Sulla vicenda si è espresso anche l'ex sindaco di Pisa Marco Filippeschi, componente delle direzioni cittadina e provinciale del Pd. "Un’altra base militare nel Parco naturale, Riserva della Biosfera dell’Unesco, non si deve proprio fare - si legge in una nota dell'ex primo cittadino- sarebbe uno scempio che la città e Coltano non meritano, un modo per mutilare il Parco”. Filippeschi si sofferma poi su un altro punto, ovvero gli importanti insediamenti miliari già presenti in città. Tra questi, anche Camp Darby, Comfose, Cisam e Col Moschin "Che - sottolinea l'ex sindaco- operano già dentro il Parco e con l’Aeroporto a confine".

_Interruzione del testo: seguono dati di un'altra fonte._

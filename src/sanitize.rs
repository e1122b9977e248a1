// Copyright 2024 Trustoken Contributors
// See LICENSE.txt file for terms

//! Normalization of client supplied attribute templates.
//!
//! A raw template is parsed exactly once into a fresh [Attrs] list where
//! class and key type appear at most once, boolean properties are
//! collapsed to one canonical single-byte entry each, indirect
//! (template-valued) attributes are recursively sanitized and every other
//! entry has been validated against the attribute catalog. All builder
//! and policy code downstream assumes at most one entry per id.

use crate::attribute::{
    boolprop_shift, valid_attribute, Attribute, Attrs, ATTRS_HEADER_SIZE,
};
use crate::error::Result;
use crate::pkcs11::*;

pub fn key_type_is_symm_key(id: CK_KEY_TYPE) -> bool {
    match id {
        CKK_AES | CKK_GENERIC_SECRET | CKK_MD5_HMAC | CKK_SHA_1_HMAC
        | CKK_SHA224_HMAC | CKK_SHA256_HMAC | CKK_SHA384_HMAC
        | CKK_SHA512_HMAC => true,
        _ => false,
    }
}

pub fn key_type_is_asymm_key(id: CK_KEY_TYPE) -> bool {
    match id {
        CKK_EC | CKK_RSA => true,
        _ => false,
    }
}

pub fn class_is_key(class: CK_OBJECT_CLASS) -> bool {
    match class {
        CKO_SECRET_KEY | CKO_PUBLIC_KEY | CKO_PRIVATE_KEY => true,
        _ => false,
    }
}

/// Checks the (class, key type) pair of a sanitized template is
/// admissible. Templates without a class are left to the builder, which
/// mandates one where required.
pub fn consistent_class_and_type(attrs: &Attrs) -> bool {
    let class = attrs.get_class();
    let key_type = attrs.get_key_type();

    match class {
        CKO_UNDEFINED => true,
        CKO_DATA => true,
        CKO_SECRET_KEY => key_type_is_symm_key(key_type),
        CKO_PUBLIC_KEY | CKO_PRIVATE_KEY => key_type_is_asymm_key(key_type),
        _ => false,
    }
}

/// One raw wire entry, borrowed from the client buffer
struct RawEntry<'a> {
    id: CK_ATTRIBUTE_TYPE,
    value: &'a [u8],
}

/// Walks the entries of a raw template payload.
///
/// The payload must have been bounds-checked against the declared
/// attrs_size beforehand; a truncated entry inside it is a malformed
/// template.
struct RawWalker<'a> {
    payload: &'a [u8],
    cur: usize,
}

impl<'a> RawWalker<'a> {
    fn new(payload: &'a [u8]) -> RawWalker<'a> {
        RawWalker {
            payload: payload,
            cur: 0,
        }
    }

    fn next(&mut self) -> Result<Option<RawEntry<'a>>> {
        if self.cur == self.payload.len() {
            return Ok(None);
        }
        if self.cur + 8 > self.payload.len() {
            return Err(CKR_ARGUMENTS_BAD)?;
        }
        let id = u32::from_le_bytes(
            self.payload[self.cur..self.cur + 4].try_into()?,
        );
        let size = u32::from_le_bytes(
            self.payload[self.cur + 4..self.cur + 8].try_into()?,
        ) as usize;
        if self.cur + 8 + size > self.payload.len() {
            return Err(CKR_ARGUMENTS_BAD)?;
        }
        let value = &self.payload[self.cur + 8..self.cur + 8 + size];
        self.cur += 8 + size;
        Ok(Some(RawEntry {
            id: id,
            value: value,
        }))
    }
}

/// Extracts class and key type, checking duplicates agree, and emits a
/// single canonical entry for each into the output
fn sanitize_class_and_type(
    dst: &mut Attrs,
    payload: &[u8],
) -> Result<(CK_OBJECT_CLASS, CK_KEY_TYPE)> {
    let mut class_found = CKO_UNDEFINED;
    let mut type_found = CKK_UNDEFINED;

    let mut walker = RawWalker::new(payload);
    while let Some(entry) = walker.next()? {
        match entry.id {
            CKA_CLASS => {
                if entry.value.len() != 4 {
                    return Err(CKR_TEMPLATE_INCONSISTENT)?;
                }
                let class = u32::from_le_bytes(entry.value.try_into()?);
                if class_found != CKO_UNDEFINED && class_found != class {
                    log::error!("conflicting class values in template");
                    return Err(CKR_TEMPLATE_INCONSISTENT)?;
                }
                class_found = class;
            }
            CKA_KEY_TYPE => {
                if entry.value.len() != 4 {
                    return Err(CKR_TEMPLATE_INCONSISTENT)?;
                }
                let key_type = u32::from_le_bytes(entry.value.try_into()?);
                if type_found != CKK_UNDEFINED && type_found != key_type {
                    log::error!("conflicting key type values in template");
                    return Err(CKR_TEMPLATE_INCONSISTENT)?;
                }
                type_found = key_type;
            }
            _ => (),
        }
    }

    if class_found != CKO_UNDEFINED {
        dst.add(Attribute::from_ulong(CKA_CLASS, class_found))?;
    }
    if type_found != CKK_UNDEFINED {
        dst.add(Attribute::from_ulong(CKA_KEY_TYPE, type_found))?;
    }

    Ok((class_found, type_found))
}

/// Collapses every boolean property to one canonical single-byte entry.
///
/// A property provided twice with different values is a template
/// inconsistency; repeated with the same value it is emitted only once.
fn sanitize_boolprops(dst: &mut Attrs, payload: &[u8]) -> Result<()> {
    let mut sanity: u64 = 0;
    let mut boolprops: u64 = 0;

    let mut walker = RawWalker::new(payload);
    while let Some(entry) = walker.next()? {
        let shift = match boolprop_shift(entry.id) {
            Some(s) => s,
            None => continue,
        };
        if entry.value.len() != 1 {
            return Err(CKR_ATTRIBUTE_VALUE_INVALID)?;
        }
        let mask = 1u64 << shift;
        let value = entry.value[0] != CK_FALSE;

        if sanity & mask != 0 {
            if value != (boolprops & mask != 0) {
                log::error!(
                    "conflicting values for boolean attribute 0x{:x}",
                    entry.id
                );
                return Err(CKR_TEMPLATE_INCONSISTENT)?;
            }
            continue;
        }

        if value {
            boolprops |= mask;
        }
        sanity |= mask;
        dst.add(Attribute::from_bool(entry.id, value))?;
    }

    Ok(())
}

/// Recursively sanitizes a nested attribute template carried by one of
/// the indirect attributes (wrap/unwrap/derive templates). Such
/// attributes are only meaningful on key objects.
fn sanitize_indirect_attr(
    dst: &mut Attrs,
    class: CK_OBJECT_CLASS,
    entry: &RawEntry,
) -> Result<bool> {
    match entry.id {
        CKA_WRAP_TEMPLATE | CKA_UNWRAP_TEMPLATE | CKA_DERIVE_TEMPLATE => (),
        _ => return Ok(false),
    }
    if !class_is_key(class) {
        log::error!("indirect attribute on non key template");
        return Err(CKR_TEMPLATE_INCONSISTENT)?;
    }
    let nested = sanitize_client_template(entry.value)?;
    dst.add(Attribute::from_template_bytes(entry.id, nested.serialize()))?;
    Ok(true)
}

/// Builds a normalized attribute list from a raw client template.
///
/// The input is `{attrs_size, attrs_count}` followed by `attrs_size`
/// bytes of `{id, size, value}` entries; anything shorter than the
/// declared size is rejected without retaining any allocation.
pub fn sanitize_client_template(src: &[u8]) -> Result<Attrs> {
    if src.len() < ATTRS_HEADER_SIZE {
        return Err(CKR_ARGUMENTS_BAD)?;
    }
    let attrs_size =
        u32::from_le_bytes(src[0..4].try_into()?) as usize;
    if src.len() < ATTRS_HEADER_SIZE + attrs_size {
        return Err(CKR_ARGUMENTS_BAD)?;
    }
    let payload = &src[ATTRS_HEADER_SIZE..ATTRS_HEADER_SIZE + attrs_size];

    let mut dst = Attrs::new();

    let (class, _) = sanitize_class_and_type(&mut dst, payload)?;
    sanitize_boolprops(&mut dst, payload)?;

    let mut walker = RawWalker::new(payload);
    while let Some(entry) = walker.next()? {
        if entry.id == CKA_CLASS
            || entry.id == CKA_KEY_TYPE
            || boolprop_shift(entry.id).is_some()
        {
            continue;
        }

        if sanitize_indirect_attr(&mut dst, class, &entry)? {
            continue;
        }

        valid_attribute(entry.id, entry.value.len())?;
        dst.add(Attribute::from_wire_entry(entry.id, entry.value)?)?;
    }

    if !consistent_class_and_type(&dst) {
        log::error!("inconsistent class and key type");
        return Err(CKR_TEMPLATE_INCONSISTENT)?;
    }

    Ok(dst)
}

"Pisa - conclude Filippeschi - è già oggi uno dei comuni italiani più impegnati. Questo deve contare nel confronto con il Governo, anche per la Regione. La città vuol crescere tutelando e valorizzando il suo patrimonio ambientale e storico, razionalizzando e non incrementando spazi e strutture militari. Ascoltiamola”.